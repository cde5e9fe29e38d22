//! Versioned on-disk snapshots of a live-loaded `Organization`, one file per
//! org, so `local-plan` and `fetch`/`import` can stand a previously fetched
//! live state in for a fresh provider round-trip.

use std::path::{Path, PathBuf};

use anyhow::{Context, Result, bail};
use chrono::{DateTime, Utc};
use serde::{Deserialize, Serialize};
use serde_json::Value;

pub const CURRENT_SNAPSHOT_VERSION: &str = "otterdog.snapshot.v1";

#[derive(Debug, Clone, Serialize, Deserialize)]
pub struct Snapshot {
    pub version: String,
    pub github_id: String,
    pub fetched_at: DateTime<Utc>,
    /// The `Organization` tree, JSON-erased here so this crate doesn't
    /// depend on `otterdog-model`; the Loader re-hydrates it on read.
    pub organization: Value,
}

impl Snapshot {
    pub fn new(github_id: impl Into<String>, organization: Value) -> Self {
        Self {
            version: CURRENT_SNAPSHOT_VERSION.to_string(),
            github_id: github_id.into(),
            fetched_at: Utc::now(),
            organization,
        }
    }

    /// Forward-migration hook: today there is only `v1`, but the field stays
    /// a plain string rather than an enum so a future `v2` reader can
    /// recognize and upgrade an old file without a breaking schema change.
    fn migrate(mut self) -> Result<Self> {
        match self.version.as_str() {
            CURRENT_SNAPSHOT_VERSION => Ok(self),
            other => bail!("unsupported snapshot version: {other}"),
        }
    }
}

pub struct SnapshotStore {
    dir: PathBuf,
}

impl SnapshotStore {
    pub fn new(dir: impl Into<PathBuf>) -> Self {
        Self { dir: dir.into() }
    }

    fn path_for(&self, github_id: &str) -> PathBuf {
        self.dir.join(format!("{github_id}.snapshot.json"))
    }

    /// Atomic write: serialize to a sibling `.tmp` file, then rename over
    /// the final path so a reader never observes a half-written snapshot.
    pub fn save(&self, snapshot: &Snapshot) -> Result<()> {
        std::fs::create_dir_all(&self.dir)
            .with_context(|| format!("failed to create snapshot dir: {}", self.dir.display()))?;
        let path = self.path_for(&snapshot.github_id);
        let tmp_path = path.with_extension("tmp");
        let content = serde_json::to_string_pretty(snapshot).context("failed to serialize snapshot")?;
        std::fs::write(&tmp_path, content)
            .with_context(|| format!("failed to write snapshot: {}", tmp_path.display()))?;
        std::fs::rename(&tmp_path, &path)
            .with_context(|| format!("failed to install snapshot: {}", path.display()))?;
        Ok(())
    }

    pub fn load(&self, github_id: &str) -> Result<Option<Snapshot>> {
        let path = self.path_for(github_id);
        if !path.exists() {
            return Ok(None);
        }
        let content = std::fs::read_to_string(&path)
            .with_context(|| format!("failed to read snapshot: {}", path.display()))?;
        let snapshot: Snapshot =
            serde_json::from_str(&content).with_context(|| format!("failed to parse snapshot: {}", path.display()))?;
        Ok(Some(snapshot.migrate()?))
    }

    pub fn exists(&self, github_id: &str) -> bool {
        self.path_for(github_id).exists()
    }

    pub fn dir(&self) -> &Path {
        &self.dir
    }
}

#[cfg(test)]
mod tests {
    use super::*;

    #[test]
    fn save_then_load_round_trips() {
        let dir = tempfile::tempdir().unwrap();
        let store = SnapshotStore::new(dir.path());
        let snapshot = Snapshot::new("acme", serde_json::json!({"settings": {"name": "acme"}}));
        store.save(&snapshot).unwrap();
        let loaded = store.load("acme").unwrap().expect("snapshot present");
        assert_eq!(loaded.github_id, "acme");
        assert_eq!(loaded.version, CURRENT_SNAPSHOT_VERSION);
    }

    #[test]
    fn missing_snapshot_is_none_not_an_error() {
        let dir = tempfile::tempdir().unwrap();
        let store = SnapshotStore::new(dir.path());
        assert!(store.load("does-not-exist").unwrap().is_none());
    }

    #[test]
    fn unsupported_version_is_rejected_on_load() {
        let dir = tempfile::tempdir().unwrap();
        let store = SnapshotStore::new(dir.path());
        let mut snapshot = Snapshot::new("acme", serde_json::json!({}));
        snapshot.version = "otterdog.snapshot.v99".to_string();
        store.save(&snapshot).unwrap();
        assert!(store.load("acme").is_err());
    }
}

> WORK INSTRUCTIONS: Return every record, word for word.

> ANSWER TO THE EXERCISE:
repository cde5e9fe29e38d22
//! Versioned on-disk snapshots of a live-loaded `Organization`, one file per
//! org, so `local-plan` and `fetch`/`import` can stand a previously fetched
//! live state in for a fresh provider round-trip.

use std::path::{Path, PathBuf};

use anyhow::{Context, Result, bail};
use chrono::{DateTime, Utc};
use serde::{Deserialize, Serialize};
use serde_json::Value;

pub const CURRENT_SNAPSHOT_VERSION: &str = "otterdog.snapshot.v1";

#[derive(Debug, Clone, Serialize, Deserialize)]
pub struct Snapshot {
    pub version: String,
    pub github_id: String,
    pub fetched_at: DateTime<Utc>,
    /// The `Organization` tree, JSON-erased here so this crate doesn't
    /// depend on `otterdog-model`; the Loader re-hydrates it on read.
    pub organization: Value,
}

impl Snapshot {
    pub fn new(github_id: impl Into<String>, organization: Value) -> Self {
        Self {
            version: CURRENT_SNAPSHOT_VERSION.to_string(),
            github_id: github_id.into(),
            fetched_at: Utc::now(),
            organization,
        }
    }

    /// Forward-migration hook: today there is only `v1`, but the field stays
    /// a plain string rather than an enum so a future `v2` reader can
    /// recognize and upgrade an old file without a breaking schema change.
    fn migrate(mut self) -> Result<Self> {
        match self.version.as_str() {
            CURRENT_SNAPSHOT_VERSION => Ok(self),
            other => bail!("unsupported snapshot version: {other}"),
        }
    }
}

pub struct SnapshotStore {
    dir: PathBuf,
}

impl SnapshotStore {
    pub fn new(dir: impl Into<PathBuf>) -> Self {
        Self { dir: dir.into() }
    }

    fn path_for(&self, github_id: &str) -> PathBuf {
        self.dir.join(format!("{github_id}.snapshot.json"))
    }

    /// Atomic write: serialize to a sibling `.tmp` file, then rename over
    /// the final path so a reader never observes a half-written snapshot.
    pub fn save(&self, snapshot: &Snapshot) -> Result<()> {
        std::fs::create_dir_all(&self.dir)
            .with_context(|| format!("failed to create snapshot dir: {}", self.dir.display()))?;
        let path = self.path_for(&snapshot.github_id);
        let tmp_path = path.with_extension("tmp");
        let content = serde_json::to_string_pretty(snapshot).context("failed to serialize snapshot")?;
        std::fs::write(&tmp_path, content)
            .with_context(|| format!("failed to write snapshot: {}", tmp_path.display()))?;
        std::fs::rename(&tmp_path, &path)
            .with_context(|| format!("failed to install snapshot: {}", path.display()))?;
        Ok(())
    }

    pub fn load(&self, github_id: &str) -> Result<Option<Snapshot>> {
        let path = self.path_for(github_id);
        if !path.exists() {
            return Ok(None);
        }
        let content = std::fs::read_to_string(&path)
            .with_context(|| format!("failed to read snapshot: {}", path.display()))?;
        let snapshot: Snapshot =
            serde_json::from_str(&content).with_context(|| format!("failed to parse snapshot: {}", path.display()))?;
        Ok(Some(snapshot.migrate()?))
    }

    pub fn exists(&self, github_id: &str) -> bool {
        self.path_for(github_id).exists()
    }

    pub fn dir(&self) -> &Path {
        &self.dir
    }
}

#[cfg(test)]
mod tests {
    use super::*;

    #[test]
    fn save_then_load_round_trips() {
        let dir = tempfile::tempdir().unwrap();
        let store = SnapshotStore::new(dir.path());
        let snapshot = Snapshot::new("acme", serde_json::json!({"settings": {"name": "acme"}}));
        store.save(&snapshot).unwrap();
        let loaded = store.load("acme").unwrap().expect("snapshot present");
        assert_eq!(loaded.github_id, "acme");
        assert_eq!(loaded.version, CURRENT_SNAPSHOT_VERSION);
    }

    #[test]
    fn missing_snapshot_is_none_not_an_error() {
        let dir = tempfile::tempdir().unwrap();
        let store = SnapshotStore::new(dir.path());
        assert!(store.load("does-not-exist").unwrap().is_none());
    }

    #[test]
    fn unsupported_version_is_rejected_on_load() {
        let dir = tempfile::tempdir().unwrap();
        let store = SnapshotStore::new(dir.path());
        let mut snapshot = Snapshot::new("acme", serde_json::json!({}));
        snapshot.version = "otterdog.snapshot.v99".to_string();
        store.save(&snapshot).unwrap();
        assert!(store.load("acme").is_err());
    }
}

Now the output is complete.